Today flow looks something like that

And this PR will support the following flow

How to test this PR locally

Create local stack elastic-package stack up -s "elasticsearch,kibana,package-registry" --version 8.8.0 -v -d
Build and run fleet server local image ( attached to the network of the stack )
Run Elastic-Agent docker image (attached to the same network )
See that the Elastic-Agent is healthy and the spawned Cloudbeat sending findings.

Steps 2,3 looks simple but they require more configuration and changes (especially if I want to debug the fleet process)
First building docker image for the server will not work on arm architecture as the make build-docker compiles it for amd ( I guess that I was missing something).
Later to command to run the image looks like

docker run -it --rm \
    --network elastic-package-stack_default \
    -v $(PWD)/fleet-server.yml:/etc/fleet-server.yml \
    -v $(HOME)/.elastic-package/profiles/default/certs/fleet-server:/etc/ssl/certs \
    -v $(HOME)/.elastic-package/profiles/default/certs/ca-cert.pem:/etc/ssl/certs/elastic-package.pem \
    -e FLEET_TOKEN_POLICY_NAME="Fleet Server (elastic-package)" \
    -e FLEET_URL=https://fleet-server:8220 \
    -e KIBANA_HOST=https://kibana:5601 \
    -e ELASTIC_CONTAINER=true \
    -e FLEET_SERVER_SERVICE_TOKEN=**REDACTED**\
    -e FLEET_SERVER_ENABLE=1 \
    -e ELASTICSEARCH_HOSTS=https://elasticsearch:9200 \
    -e KIBANA_FLEET_SERVICE_TOKEN=**REDACTED** \
    -e KIBANA_FLEET_HOST=https://kibana:5601 \
    -e FLEET_SERVER_ELASTICSEARCH_HOST=https://elasticsearch:9200 \
    -e FLEET_SERVER_HOST=0.0.0.0 \
    -e FLEET_SERVER_CERT_KEY=/etc/ssl/certs/key.pem \
    -e FLEET_SERVER_CERT=/etc/ssl/certs/cert.pem \
    -e KIBANA_FLEET_SETUP=1 \
    -p 8220:8220 \
    --name fleet-server \
    docker.elastic.co/fleet-server/fleet-server:8.9.0

Where the change in fleet-server.yml was to update inputs[0].server with

      static_policy_tokens:
        enabled: true
        policy_tokens:
          # token.key: policy_id
          abcdefg: 901b70f0-fefa-11ed-aa5e-5974b0535e80

The command to run Elastic Agent looks like

docker run -it \
    --network elastic-package-stack_default \
    -v $(HOME)/.elastic-package/profiles/default/certs/ca-cert.pem:/etc/ssl/certs/elastic-package.pem \
    -e FLEET_ENROLLMENT_TOKEN=MDEyMzQ6YWJjZGVmZw== \
    -e FLEET_ENROLL=1 \
    -e FLEET_URL=https://fleet-server:8220 \
    -e KIBANA_HOST=https://kibana:5601 \
    -e ELASTIC_CONTAINER=true \
    docker.elastic.co/elastic-agent/elastic-agent-complete:8.8.0

Design Checklist

I have ensured my design is stateless and will work when multiple fleet-server instances are behind a load balancer.
I have or intend to scale test my changes, ensuring it will work reliably with 100K+ agents connected.
I have included fail safe mechanisms to limit the load on fleet-server: rate limiting, circuit breakers, caching, load shedding, etc.

Checklist

I have commented my code, particularly in hard-to-understand areas
I have made corresponding changes to the documentation
I have made corresponding change to the default configuration files
I have added tests that prove my fix is effective or that my feature works
I have added an entry in ./changelog/fragments using the changelog tool

Related issues

elasticmachine · 2023-06-01T07:21:52Z

💚 Build Succeeded

the below badges are clickable and redirect to their specific view in the CI or DOCS

Expand to view the summary

Build stats

Start Time: 2023-07-24T07:09:04.430+0000
Duration: 42 min 37 sec

Test stats 🧪

Test	Results
Failed	0
Passed	751
Skipped	1
Total	752

💚 Flaky test report

Tests succeeded.

🤖 GitHub comments

Expand to view the GitHub comments

To re-run your PR in the CI, just comment with:

/test : Re-trigger the build.

joshdover

Hi @olegsu, exciting to see this up already.
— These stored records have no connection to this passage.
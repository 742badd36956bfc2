use rand::{Rng, SeedableRng};
use rand_chacha::ChaCha8Rng;

/// Source of uniformly distributed floats over `[low, high)`.
///
/// A degenerate range (`high <= low`) yields `low`, so zero-width bounds and a zero rotation
/// range sample a fixed value instead of failing. Non-finite ends are treated the same way.
pub trait UniformSource {
    fn uniform(&mut self, low: f32, high: f32) -> f32;
}

impl<R: Rng> UniformSource for R {
    fn uniform(&mut self, low: f32, high: f32) -> f32 {
        if !(high > low) || !low.is_finite() || !high.is_finite() {
            return low;
        }
        // Widened to f64 so a span near f32::MAX cannot overflow.
        let low_wide = f64::from(low);
        let span = f64::from(high) - low_wide;
        let unit: f64 = self.random();
        let value = (low_wide + span * unit) as f32;
        // Narrowing back to f32 can round up onto `high`.
        if value < high {
            value
        } else {
            low
        }
    }
}

/// Random stream owned by one scene and shared by the wanderers it drives.
#[derive(Debug, Clone)]
pub struct WanderRng {
    inner: ChaCha8Rng,
}

impl WanderRng {
    pub fn from_seed(seed: u64) -> Self {
        Self {
            inner: ChaCha8Rng::seed_from_u64(seed),
        }
    }

    pub fn from_entropy() -> Self {
        Self {
            inner: ChaCha8Rng::from_rng(&mut rand::rng()),
        }
    }

    pub fn from_optional_seed(seed: Option<u64>) -> Self {
        match seed {
            Some(seed) => Self::from_seed(seed),
            None => Self::from_entropy(),
        }
    }
}

impl UniformSource for WanderRng {
    fn uniform(&mut self, low: f32, high: f32) -> f32 {
        self.inner.uniform(low, high)
    }
}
I have a few notes & questions on an initial look:

What is the behavior on checkin if the specified policy ID does not actually exist yet?
- Because the policies are initialized by Kibana asynchronously from Fleet Server startup, I think we absolutely need to handle this case. Probably the agent could receive some default / mostly empty policy that doesn't do much but I'm not sure what this would break on the Agent side, for instance if there are no inputs and no output.
- We will need to have e2e tests that include Agent and Fleet Server for this scenario because it will be important not to break it
I think we will want to limit who can enroll agents using a static token.
- I'd suggest we do this by IP address / range so we can lock this down to only agents deployed within our infrastructure internally.
- This doesn't necessarily need to be implemented in the first PR but we should think about what the final config schema should be so we can add this config later without making a breaking change to the structure
This definitely needs unit and e2e tests before we'll be able to merge the first PR.
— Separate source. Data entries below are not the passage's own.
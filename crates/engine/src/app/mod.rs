mod loop_runner;
mod metrics;
mod scene;

pub use loop_runner::{run_headless, AppError, LoopConfig, RunSummary, StopReason};
pub use metrics::LoopMetricsSnapshot;
pub use scene::{
    Entity, EntityId, EntityIdAllocator, Scene, SceneCommand, SceneWorld, Transform,
    TransformAccess,
};
//! Request and Response message types.
//!
//! Defines the message format for command requests and responses
//! between the local end (Rust) and the remote end (automation binary).

// ============================================================================
// Imports
// ============================================================================

use serde::{Deserialize, Serialize};
use serde_json::{Map, Value};

use crate::error::{Error, Result};
use crate::identifiers::RequestId;

// ============================================================================
// Request
// ============================================================================

/// A command request from local end to remote end.
///
/// # Format
///
/// ```json
/// {
///   "id": 1,
///   "method": "module.methodName",
///   "params": { ... }
/// }
/// ```
#[derive(Debug, Clone, PartialEq, Serialize, Deserialize)]
pub struct Request {
    /// Unique identifier for request/response correlation.
    pub id: RequestId,

    /// Command name in `module.methodName` format.
    pub method: String,

    /// Command parameters. Always an object on the wire.
    pub params: Value,
}

impl Request {
    /// Creates a request.
    ///
    /// `None` or `null` params are sent as an empty object.
    #[inline]
    #[must_use]
    pub fn new(id: RequestId, method: impl Into<String>, params: Option<Value>) -> Self {
        let params = match params {
            None | Some(Value::Null) => Value::Object(Map::new()),
            Some(value) => value,
        };

        Self {
            id,
            method: method.into(),
            params,
        }
    }
}

// ============================================================================
// Response
// ============================================================================

/// A response from remote end to local end.
///
/// # Format
///
/// Success:
/// ```json
/// {
///   "id": 1,
///   "result": { ... }
/// }
/// ```
///
/// Error:
/// ```json
/// {
///   "id": 1,
///   "type": "error",
///   "error": "error kind",
///   "message": "error message"
/// }
/// ```
#[derive(Debug, Clone, PartialEq, Deserialize)]
pub struct Response {
    /// Matches the request `id`.
    pub id: RequestId,

    /// Response type marker (`"success"`, `"error"`, or absent).
    #[serde(rename = "type", default)]
    pub response_type: Option<String>,

    /// Result data (if success).
    #[serde(default)]
    pub result: Option<Value>,

    /// Error kind (if error).
    #[serde(default)]
    pub error: Option<String>,

    /// Error message (if error).
    #[serde(default)]
    pub message: Option<String>,
}

impl Response {
    /// Returns `true` if this is an error response.
    #[inline]
    #[must_use]
    pub fn is_error(&self) -> bool {
        self.response_type.as_deref() == Some("error")
    }

    /// Returns `true` if this is a success response.
    #[inline]
    #[must_use]
    pub fn is_success(&self) -> bool {
        !self.is_error()
    }

    /// Extracts the result value, returning error if response was error.
    ///
    /// A missing result is returned as `null`.
    ///
    /// # Errors
    ///
    /// Returns [`Error::Protocol`] carrying the remote error kind and message.
    pub fn into_result(self) -> Result<Value> {
        if self.is_error() {
            let kind = self.error.unwrap_or_else(|| "unknown".to_string());
            let message = self
                .message
                .unwrap_or_else(|| "Unknown error".to_string());
            return Err(Error::protocol(kind, message));
        }

        Ok(self.result.unwrap_or(Value::Null))
    }

    /// Gets a string value from the result.
    ///
    /// Returns empty string if key not found or not a string.
    #[inline]
    #[must_use]
    pub fn get_string(&self, key: &str) -> String {
        self.result
            .as_ref()
            .and_then(|v| v.get(key))
            .and_then(|v| v.as_str())
            .unwrap_or_default()
            .to_string()
    }
}

// ============================================================================
// Tests
// ============================================================================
olegsu · 2023-06-01T09:14:22Z

Thank you for the quick feedback, @joshdover

What is the behavior on checkin if the specified policy ID does not actually exist yet?

Because the policies are initialized by Kibana asynchronously from Fleet Server startup, I think we absolutely need to handle this case. Probably the agent could receive some default / mostly empty policy that doesn't do much but I'm not sure what this would break on the Agent side, for instance if there are no inputs and no output.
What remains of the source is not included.